Dave and his wife Terri moved to the Verde Valley in 1982. After retiring in 1998, Dave was looking for meaningful ways to spend his time. “It was during this time that my mother-in-law needed hospice care and we chose Northern Arizona Hospice. The care the nurses and volunteers gave to our mom, made me want to help others near the end of their lives.”
Dave took the Northern Arizona Hospice volunteer training class. “I realized this is what I am supposed to be doing at this time in my life.”
That was 14 years ago and since then Dave has volunteered more than 4,500 hours as a hospice volunteer.
He has spent days and nights listening to patients’ stories and family memories and sharing some of his own. Sometimes he and his dog, Murphy, are just there to be a comforting presence to those who need it.

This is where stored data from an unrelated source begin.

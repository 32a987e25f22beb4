use serde::{Deserialize, Serialize};
use std::path::Path;

/// What the watcher is currently doing.
#[derive(Debug, Serialize, Deserialize, PartialEq, Eq, Clone, Copy)]
#[serde(rename_all = "lowercase")]
pub enum WatcherState {
    /// Media and stats are pushed to the display.
    Normal,
    /// A game holds the foreground; media pushes are suspended.
    Gaming,
    /// The watcher has shut down.
    Stopped,
}

/// Runtime status written by the watcher to %APPDATA%\PcWatcher\status.toml.
/// Read-only for anything else on the machine that wants to show watcher state.
#[derive(Debug, Serialize, Deserialize, Clone)]
pub struct WatcherStatus {
    /// Watcher binary version (set from Cargo.toml at compile time).
    pub version: String,
    pub mode: WatcherState,
    /// "Title - Artist" of the track last pushed to the display, if any.
    #[serde(skip_serializing_if = "Option::is_none")]
    pub now_playing: Option<String>,
    /// RFC 3339 timestamp of the last successful stats push.
    #[serde(skip_serializing_if = "Option::is_none")]
    pub last_stats_at: Option<String>,
    /// Most recent push failure; cleared by the next successful push.
    #[serde(skip_serializing_if = "Option::is_none")]
    pub error: Option<String>,
}

impl WatcherStatus {
    pub fn new() -> Self {
        Self {
            version: env!("CARGO_PKG_VERSION").to_string(),
            mode: WatcherState::Normal,
            now_playing: None,
            last_stats_at: None,
            error: None,
        }
    }
}

/// Serializes `status` to TOML and writes it to `path`.
/// Creates the parent directory if it does not exist. Failures are logged and
/// otherwise ignored.
pub fn write_status(path: &Path, status: &WatcherStatus) {
    if let Some(parent) = path.parent() {
        if let Err(e) = std::fs::create_dir_all(parent) {
            log::warn!("Failed to create directory {}: {e}", parent.display());
            return;
        }
    }
    match toml::to_string_pretty(status) {
        Ok(content) => {
            if let Err(e) = std::fs::write(path, content) {
                log::warn!("Failed to write status file: {e}");
            }
        }
        Err(e) => log::warn!("Failed to serialize status: {e}"),
    }
}

#[cfg(test)]
mod tests {
    use super::*;

    // ── WatcherStatus::new ────────────────────────────────────────────────────

    #[test]
    fn new_starts_normal() {
        assert_eq!(WatcherStatus::new().mode, WatcherState::Normal);
    }

    #[test]
    fn new_has_no_optional_fields() {
        let s = WatcherStatus::new();
        assert!(s.now_playing.is_none());
        assert!(s.last_stats_at.is_none());
        assert!(s.error.is_none());
    }

    #[test]
    fn new_version_matches_cargo_pkg() {
        assert_eq!(WatcherStatus::new().version, env!("CARGO_PKG_VERSION"));
    }

    // ── WatcherState serialization ────────────────────────────────────────────

    #[test]
    fn mode_serializes_to_lowercase() {
        // TOML requires a root table, so verify the value via WatcherStatus.
        let mut s = WatcherStatus::new();
        for (mode, text) in [
            (WatcherState::Normal, "mode = \"normal\""),
            (WatcherState::Gaming, "mode = \"gaming\""),
            (WatcherState::Stopped, "mode = \"stopped\""),
        ] {
            s.mode = mode;
            assert!(toml::to_string_pretty(&s).unwrap().contains(text));
        }
    }

    // ── write_status ──────────────────────────────────────────────────────────

    #[test]
    fn write_status_creates_parent_directory() {
        let dir = tempfile::tempdir().unwrap();
        let path = dir.path().join("nested").join("status.toml");
        write_status(&path, &WatcherStatus::new());
        assert!(path.exists());
    }

    #[test]
    fn write_status_content_round_trips() {
        let dir = tempfile::tempdir().unwrap();
        let path = dir.path().join("status.toml");

        let mut original = WatcherStatus::new();
        original.mode = WatcherState::Gaming;
        original.last_stats_at = Some("2026-01-01T12:00:00+00:00".to_string());

        write_status(&path, &original);

        let content = std::fs::read_to_string(&path).unwrap();
        let parsed: WatcherStatus = toml::from_str(&content).unwrap();
        assert_eq!(parsed.mode, WatcherState::Gaming);
        assert_eq!(parsed.last_stats_at.as_deref(), Some("2026-01-01T12:00:00+00:00"));
        assert!(parsed.now_playing.is_none());
    }

    #[test]
    fn write_status_omits_none_optional_fields() {
        let dir = tempfile::tempdir().unwrap();
        let path = dir.path().join("status.toml");
        write_status(&path, &WatcherStatus::new());

        let content = std::fs::read_to_string(&path).unwrap();
        assert!(!content.contains("now_playing"));
        assert!(!content.contains("last_stats_at"));
        assert!(!content.contains("error"));
    }

    #[test]
    fn write_status_includes_populated_optional_fields() {
        let dir = tempfile::tempdir().unwrap();
        let path = dir.path().join("status.toml");

        let mut status = WatcherStatus::new();
        status.now_playing = Some("Teardrop - Massive Attack".to_string());
        status.error = Some("device unreachable".to_string());
        write_status(&path, &status);

        let content = std::fs::read_to_string(&path).unwrap();
        assert!(content.contains("now_playing = \"Teardrop - Massive Attack\""));
        assert!(content.contains("error"));
    }
}
/// OS built-in counters via `sysinfo`. The last link of most chains and the
/// only source that works on every platform.
///
/// `sysinfo` has no notion of named sensors for CPU load, clock or memory, so
/// this source publishes them under fixed labels ("CPU Total", "CPU Core #n",
/// "Memory Used", "Memory Total") next to the component temperature labels,
/// and the shared fragment matching does the rest.
use sysinfo::{Components, CpuRefreshKind, MemoryRefreshKind, RefreshKind, System};

use super::{label_matches, SensorBackend, SensorCategory, SensorError, SensorSource};

const BYTES_PER_GB: f64 = 1024.0 * 1024.0 * 1024.0;

pub struct BuiltinSource {
    system: System,
    components: Components,
}

impl BuiltinSource {
    pub fn detect() -> Self {
        let mut system = System::new_with_specifics(
            RefreshKind::new()
                .with_cpu(CpuRefreshKind::everything())
                .with_memory(MemoryRefreshKind::everything()),
        );
        // The first usage figure is only meaningful relative to a previous refresh.
        system.refresh_cpu_usage();
        Self {
            system,
            components: Components::new_with_refreshed_list(),
        }
    }

    fn labelled(&mut self, category: SensorCategory) -> Vec<(String, f64)> {
        match category {
            SensorCategory::Temperature => {
                self.components.refresh();
                self.components
                    .iter()
                    .map(|c| (c.label().to_string(), c.temperature() as f64))
                    .collect()
            }
            SensorCategory::Load => {
                self.system.refresh_cpu_usage();
                vec![("CPU Total".to_string(), self.system.global_cpu_usage() as f64)]
            }
            SensorCategory::Clock => {
                self.system.refresh_cpu_frequency();
                self.system
                    .cpus()
                    .iter()
                    .enumerate()
                    .map(|(i, cpu)| (format!("CPU Core #{}", i + 1), cpu.frequency() as f64))
                    .collect()
            }
            SensorCategory::Data => {
                self.system.refresh_memory();
                vec![
                    (
                        "Memory Used".to_string(),
                        self.system.used_memory() as f64 / BYTES_PER_GB,
                    ),
                    (
                        "Memory Total".to_string(),
                        self.system.total_memory() as f64 / BYTES_PER_GB,
                    ),
                ]
            }
        }
    }
}

impl SensorSource for BuiltinSource {
    fn backend(&self) -> SensorBackend {
        SensorBackend::Builtin
    }

    fn is_available(&self) -> bool {
        true
    }

    fn query(
        &mut self,
        category: SensorCategory,
        fragments: &[&str],
    ) -> Result<Vec<f64>, SensorError> {
        Ok(self
            .labelled(category)
            .into_iter()
            .filter(|(label, _)| label_matches(label, fragments))
            .map(|(_, value)| value)
            .collect())
    }
}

“Each time I am with a hospice patient, I am reminded about the things that are really important – family, friends, love and time. As a hospice volunteer you do get paid: a handshake, a thank you, a smile, maybe a hug. That’s something you can’t put a price tag on.”
Things a Family Support Volunteer Might Do
- Maintain regular contact with the patient and family through visits and by telephone.
- Provide emotional support by actively listening.
- Run errands.
- Provide respite care for the patient at home during brief absences of the caregiver.
- Assist with light homemaking chores as needed and when requested.
- Provide temporary babysitting for the family’s children.
- Provide information on community resources with the social worker and/or nurse to determine what is appropriate.
- Assist in problem-solving by listening, reflecting, summarizing, but not by giving advice.
- Assist the family in bereavement.
Volunteer Pre-training Interview
Fill out the above form(s) and E-mail to: MAGGARD@nahealth.com
Or mail to: Northern Arizona Hospice
Attention: Marguerite Lauri
269 S. Candy Lane
Cottonwood, AZ 86326
Volunteer assistance will vary depending on the needs of the patient and family and the availability of the assigned volunteer. Arrangements are made directly between the family and volunteer rather than through the office. If there are problems or needs that cannot be met by the volunteer, the Volunteer Coordinator should be contacted at the Hospice office.